Every line below that holds the string "gathered" must be copied.

Collected data
== Segment start ==

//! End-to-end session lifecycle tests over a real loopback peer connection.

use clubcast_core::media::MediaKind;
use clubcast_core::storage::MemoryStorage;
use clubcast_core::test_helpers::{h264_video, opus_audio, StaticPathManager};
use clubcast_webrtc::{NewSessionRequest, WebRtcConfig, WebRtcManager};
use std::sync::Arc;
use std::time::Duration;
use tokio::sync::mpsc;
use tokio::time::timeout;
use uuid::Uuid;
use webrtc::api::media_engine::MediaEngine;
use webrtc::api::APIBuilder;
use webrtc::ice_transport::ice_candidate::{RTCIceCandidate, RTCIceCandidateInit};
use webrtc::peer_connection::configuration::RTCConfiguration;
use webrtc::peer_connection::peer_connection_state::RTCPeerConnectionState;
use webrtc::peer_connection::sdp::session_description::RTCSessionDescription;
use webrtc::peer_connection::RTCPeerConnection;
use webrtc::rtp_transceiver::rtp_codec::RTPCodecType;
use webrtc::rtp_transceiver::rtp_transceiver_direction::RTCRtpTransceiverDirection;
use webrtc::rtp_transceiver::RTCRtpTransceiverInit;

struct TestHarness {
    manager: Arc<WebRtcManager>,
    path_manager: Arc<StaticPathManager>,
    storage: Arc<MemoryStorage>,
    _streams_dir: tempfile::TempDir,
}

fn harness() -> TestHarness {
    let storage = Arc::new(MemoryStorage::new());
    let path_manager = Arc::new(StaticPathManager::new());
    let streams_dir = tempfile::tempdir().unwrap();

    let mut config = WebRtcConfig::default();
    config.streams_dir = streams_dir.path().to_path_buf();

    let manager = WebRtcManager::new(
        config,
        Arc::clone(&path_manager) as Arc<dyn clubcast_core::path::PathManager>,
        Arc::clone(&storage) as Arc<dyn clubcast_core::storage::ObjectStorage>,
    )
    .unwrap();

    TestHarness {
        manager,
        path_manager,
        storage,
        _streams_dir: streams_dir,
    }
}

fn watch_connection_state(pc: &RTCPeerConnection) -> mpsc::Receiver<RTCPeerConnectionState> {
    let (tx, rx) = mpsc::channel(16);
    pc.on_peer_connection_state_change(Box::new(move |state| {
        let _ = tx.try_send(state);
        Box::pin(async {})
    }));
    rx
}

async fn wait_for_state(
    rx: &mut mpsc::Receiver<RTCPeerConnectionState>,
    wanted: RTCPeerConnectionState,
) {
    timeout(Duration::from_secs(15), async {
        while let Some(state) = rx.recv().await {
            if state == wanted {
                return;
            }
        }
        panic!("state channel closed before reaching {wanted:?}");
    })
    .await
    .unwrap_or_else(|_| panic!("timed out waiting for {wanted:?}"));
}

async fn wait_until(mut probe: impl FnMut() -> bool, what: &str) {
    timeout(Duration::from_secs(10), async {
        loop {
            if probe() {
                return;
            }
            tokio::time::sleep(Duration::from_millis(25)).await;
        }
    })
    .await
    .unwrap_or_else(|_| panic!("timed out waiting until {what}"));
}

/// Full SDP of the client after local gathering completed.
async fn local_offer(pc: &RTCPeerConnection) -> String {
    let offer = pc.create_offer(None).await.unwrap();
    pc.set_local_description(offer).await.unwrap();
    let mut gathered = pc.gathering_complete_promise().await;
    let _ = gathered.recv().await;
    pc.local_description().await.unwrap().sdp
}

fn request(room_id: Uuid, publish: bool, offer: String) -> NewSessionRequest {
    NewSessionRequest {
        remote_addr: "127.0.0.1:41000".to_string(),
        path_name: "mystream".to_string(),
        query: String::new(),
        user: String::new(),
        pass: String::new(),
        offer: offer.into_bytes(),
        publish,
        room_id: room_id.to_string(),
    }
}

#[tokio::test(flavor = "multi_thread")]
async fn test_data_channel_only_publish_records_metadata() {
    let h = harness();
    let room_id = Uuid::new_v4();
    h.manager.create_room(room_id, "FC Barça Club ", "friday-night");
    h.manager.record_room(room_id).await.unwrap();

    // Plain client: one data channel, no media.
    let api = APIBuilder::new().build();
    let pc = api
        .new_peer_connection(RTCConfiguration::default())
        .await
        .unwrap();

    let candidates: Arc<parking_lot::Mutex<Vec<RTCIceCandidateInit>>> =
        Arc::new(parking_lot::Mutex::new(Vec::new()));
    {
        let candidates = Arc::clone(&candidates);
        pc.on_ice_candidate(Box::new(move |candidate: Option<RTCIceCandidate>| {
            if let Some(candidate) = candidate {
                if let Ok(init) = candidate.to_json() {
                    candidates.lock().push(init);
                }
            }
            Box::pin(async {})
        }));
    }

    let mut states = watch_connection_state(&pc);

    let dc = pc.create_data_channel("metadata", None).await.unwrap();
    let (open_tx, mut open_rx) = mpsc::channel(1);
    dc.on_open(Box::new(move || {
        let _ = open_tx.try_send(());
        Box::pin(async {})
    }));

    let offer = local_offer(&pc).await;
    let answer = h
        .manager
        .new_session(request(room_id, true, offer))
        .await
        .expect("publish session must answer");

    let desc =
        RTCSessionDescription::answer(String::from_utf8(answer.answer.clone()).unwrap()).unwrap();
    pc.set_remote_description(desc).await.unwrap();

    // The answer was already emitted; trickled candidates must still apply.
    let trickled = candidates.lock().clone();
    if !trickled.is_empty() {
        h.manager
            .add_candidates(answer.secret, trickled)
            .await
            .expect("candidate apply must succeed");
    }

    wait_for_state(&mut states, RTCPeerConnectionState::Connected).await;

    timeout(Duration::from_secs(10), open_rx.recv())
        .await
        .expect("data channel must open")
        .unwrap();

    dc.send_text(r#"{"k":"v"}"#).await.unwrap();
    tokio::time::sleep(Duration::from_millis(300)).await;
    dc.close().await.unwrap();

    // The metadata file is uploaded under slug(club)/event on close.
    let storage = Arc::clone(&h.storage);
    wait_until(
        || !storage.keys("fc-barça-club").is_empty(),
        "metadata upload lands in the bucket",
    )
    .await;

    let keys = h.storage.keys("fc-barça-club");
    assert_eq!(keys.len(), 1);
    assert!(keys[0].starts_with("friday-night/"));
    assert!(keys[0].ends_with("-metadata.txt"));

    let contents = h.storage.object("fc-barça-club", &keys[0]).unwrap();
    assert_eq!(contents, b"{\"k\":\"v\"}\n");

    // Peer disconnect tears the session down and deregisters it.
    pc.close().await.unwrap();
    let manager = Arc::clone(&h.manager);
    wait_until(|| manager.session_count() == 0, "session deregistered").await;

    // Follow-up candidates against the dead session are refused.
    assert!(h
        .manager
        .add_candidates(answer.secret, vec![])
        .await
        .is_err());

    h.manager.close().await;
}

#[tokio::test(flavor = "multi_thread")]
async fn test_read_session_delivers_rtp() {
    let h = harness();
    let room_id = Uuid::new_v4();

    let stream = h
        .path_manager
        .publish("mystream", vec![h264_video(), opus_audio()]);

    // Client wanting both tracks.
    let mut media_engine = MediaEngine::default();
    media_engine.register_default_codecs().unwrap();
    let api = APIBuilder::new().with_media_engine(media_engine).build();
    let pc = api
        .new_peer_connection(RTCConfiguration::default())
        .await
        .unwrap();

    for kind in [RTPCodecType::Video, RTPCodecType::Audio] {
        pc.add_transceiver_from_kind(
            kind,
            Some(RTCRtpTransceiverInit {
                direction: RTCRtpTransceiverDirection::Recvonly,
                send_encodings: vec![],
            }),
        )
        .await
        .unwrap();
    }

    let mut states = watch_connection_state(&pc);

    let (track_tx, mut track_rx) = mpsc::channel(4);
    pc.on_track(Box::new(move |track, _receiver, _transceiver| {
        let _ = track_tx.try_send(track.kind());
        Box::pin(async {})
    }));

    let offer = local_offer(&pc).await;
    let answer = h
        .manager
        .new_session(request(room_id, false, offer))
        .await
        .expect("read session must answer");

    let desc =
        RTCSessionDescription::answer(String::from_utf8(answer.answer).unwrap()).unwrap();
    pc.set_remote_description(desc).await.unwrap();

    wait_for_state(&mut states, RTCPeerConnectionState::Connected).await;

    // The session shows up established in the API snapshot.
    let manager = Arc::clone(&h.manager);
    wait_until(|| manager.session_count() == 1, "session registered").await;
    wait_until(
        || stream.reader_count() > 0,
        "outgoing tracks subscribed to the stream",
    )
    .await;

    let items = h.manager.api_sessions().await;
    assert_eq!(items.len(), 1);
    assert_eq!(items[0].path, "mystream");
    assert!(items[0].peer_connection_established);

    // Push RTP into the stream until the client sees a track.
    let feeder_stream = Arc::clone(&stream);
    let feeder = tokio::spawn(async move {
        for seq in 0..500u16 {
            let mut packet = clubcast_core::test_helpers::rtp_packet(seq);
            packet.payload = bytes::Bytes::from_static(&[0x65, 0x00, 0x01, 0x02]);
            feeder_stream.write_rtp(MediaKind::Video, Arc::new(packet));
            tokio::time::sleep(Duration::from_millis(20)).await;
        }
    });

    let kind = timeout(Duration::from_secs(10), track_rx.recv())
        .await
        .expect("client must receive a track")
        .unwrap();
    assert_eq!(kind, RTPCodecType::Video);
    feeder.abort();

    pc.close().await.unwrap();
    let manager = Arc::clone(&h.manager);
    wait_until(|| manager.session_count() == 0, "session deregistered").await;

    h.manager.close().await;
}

== Segment end ==
== Segment start ==

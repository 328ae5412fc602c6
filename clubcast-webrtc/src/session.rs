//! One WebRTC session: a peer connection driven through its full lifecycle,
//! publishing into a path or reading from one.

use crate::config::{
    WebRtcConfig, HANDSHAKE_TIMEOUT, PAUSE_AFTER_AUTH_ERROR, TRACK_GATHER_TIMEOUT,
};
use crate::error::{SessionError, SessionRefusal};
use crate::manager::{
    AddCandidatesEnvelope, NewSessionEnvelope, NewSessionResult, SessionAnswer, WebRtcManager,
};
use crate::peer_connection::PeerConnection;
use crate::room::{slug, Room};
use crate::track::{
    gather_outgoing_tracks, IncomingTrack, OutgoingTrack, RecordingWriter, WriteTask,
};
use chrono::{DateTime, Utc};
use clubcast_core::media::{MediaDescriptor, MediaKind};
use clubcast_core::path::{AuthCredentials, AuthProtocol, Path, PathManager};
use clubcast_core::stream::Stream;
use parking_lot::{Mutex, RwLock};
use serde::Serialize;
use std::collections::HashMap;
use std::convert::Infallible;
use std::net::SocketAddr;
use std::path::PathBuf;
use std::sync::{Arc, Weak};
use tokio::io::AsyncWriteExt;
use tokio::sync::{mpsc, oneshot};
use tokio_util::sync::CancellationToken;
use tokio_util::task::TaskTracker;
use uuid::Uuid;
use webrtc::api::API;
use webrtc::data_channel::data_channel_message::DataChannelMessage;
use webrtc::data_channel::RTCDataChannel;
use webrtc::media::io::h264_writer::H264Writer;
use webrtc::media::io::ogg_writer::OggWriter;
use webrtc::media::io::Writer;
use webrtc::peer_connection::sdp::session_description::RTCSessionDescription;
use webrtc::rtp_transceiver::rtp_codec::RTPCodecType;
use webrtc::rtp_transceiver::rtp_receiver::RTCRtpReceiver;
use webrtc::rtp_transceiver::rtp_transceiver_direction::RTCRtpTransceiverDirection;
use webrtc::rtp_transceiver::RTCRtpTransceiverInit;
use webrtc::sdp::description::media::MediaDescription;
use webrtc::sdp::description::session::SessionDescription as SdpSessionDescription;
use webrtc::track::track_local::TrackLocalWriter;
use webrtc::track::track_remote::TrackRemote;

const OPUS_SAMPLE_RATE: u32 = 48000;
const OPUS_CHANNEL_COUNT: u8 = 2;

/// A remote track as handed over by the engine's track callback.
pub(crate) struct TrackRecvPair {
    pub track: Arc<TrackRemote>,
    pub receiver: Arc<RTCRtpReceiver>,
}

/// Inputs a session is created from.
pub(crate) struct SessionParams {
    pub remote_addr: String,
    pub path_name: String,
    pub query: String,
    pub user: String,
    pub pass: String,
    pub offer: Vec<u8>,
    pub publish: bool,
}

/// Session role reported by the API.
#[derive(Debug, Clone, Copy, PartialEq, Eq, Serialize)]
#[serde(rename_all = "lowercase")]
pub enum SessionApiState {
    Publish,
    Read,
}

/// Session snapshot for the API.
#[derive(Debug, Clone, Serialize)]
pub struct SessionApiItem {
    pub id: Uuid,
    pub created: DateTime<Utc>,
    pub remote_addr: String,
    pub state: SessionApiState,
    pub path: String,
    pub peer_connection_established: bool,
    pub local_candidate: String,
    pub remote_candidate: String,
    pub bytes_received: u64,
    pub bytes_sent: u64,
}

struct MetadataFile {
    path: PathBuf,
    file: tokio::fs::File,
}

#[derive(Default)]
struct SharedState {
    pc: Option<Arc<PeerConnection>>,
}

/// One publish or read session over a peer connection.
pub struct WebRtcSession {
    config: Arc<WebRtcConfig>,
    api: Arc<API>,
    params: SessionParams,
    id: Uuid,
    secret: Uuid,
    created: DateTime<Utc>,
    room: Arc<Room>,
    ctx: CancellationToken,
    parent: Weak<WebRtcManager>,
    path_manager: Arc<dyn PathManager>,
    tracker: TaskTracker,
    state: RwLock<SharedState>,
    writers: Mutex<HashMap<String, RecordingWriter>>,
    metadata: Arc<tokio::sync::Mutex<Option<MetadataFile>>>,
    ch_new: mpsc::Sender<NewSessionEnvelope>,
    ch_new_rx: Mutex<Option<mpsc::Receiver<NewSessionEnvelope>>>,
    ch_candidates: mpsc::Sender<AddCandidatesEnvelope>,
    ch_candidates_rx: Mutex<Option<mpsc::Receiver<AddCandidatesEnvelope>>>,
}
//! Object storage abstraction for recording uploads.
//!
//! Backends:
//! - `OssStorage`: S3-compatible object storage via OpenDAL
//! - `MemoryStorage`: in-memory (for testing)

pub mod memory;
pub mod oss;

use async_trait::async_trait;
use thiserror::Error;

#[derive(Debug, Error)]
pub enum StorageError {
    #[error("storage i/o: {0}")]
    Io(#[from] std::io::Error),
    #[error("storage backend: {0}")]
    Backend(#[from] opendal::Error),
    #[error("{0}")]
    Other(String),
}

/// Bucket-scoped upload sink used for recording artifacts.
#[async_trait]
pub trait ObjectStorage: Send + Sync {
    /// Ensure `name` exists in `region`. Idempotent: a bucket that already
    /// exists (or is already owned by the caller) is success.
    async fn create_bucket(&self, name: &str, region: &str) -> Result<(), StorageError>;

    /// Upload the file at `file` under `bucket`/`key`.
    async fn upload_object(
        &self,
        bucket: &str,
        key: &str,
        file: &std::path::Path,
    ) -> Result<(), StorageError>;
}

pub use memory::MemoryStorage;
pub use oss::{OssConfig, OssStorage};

== Segment end ==

EXPECTED OUTPUT:
    let mut gathered = pc.gathering_complete_promise().await;
    let _ = gathered.recv().await;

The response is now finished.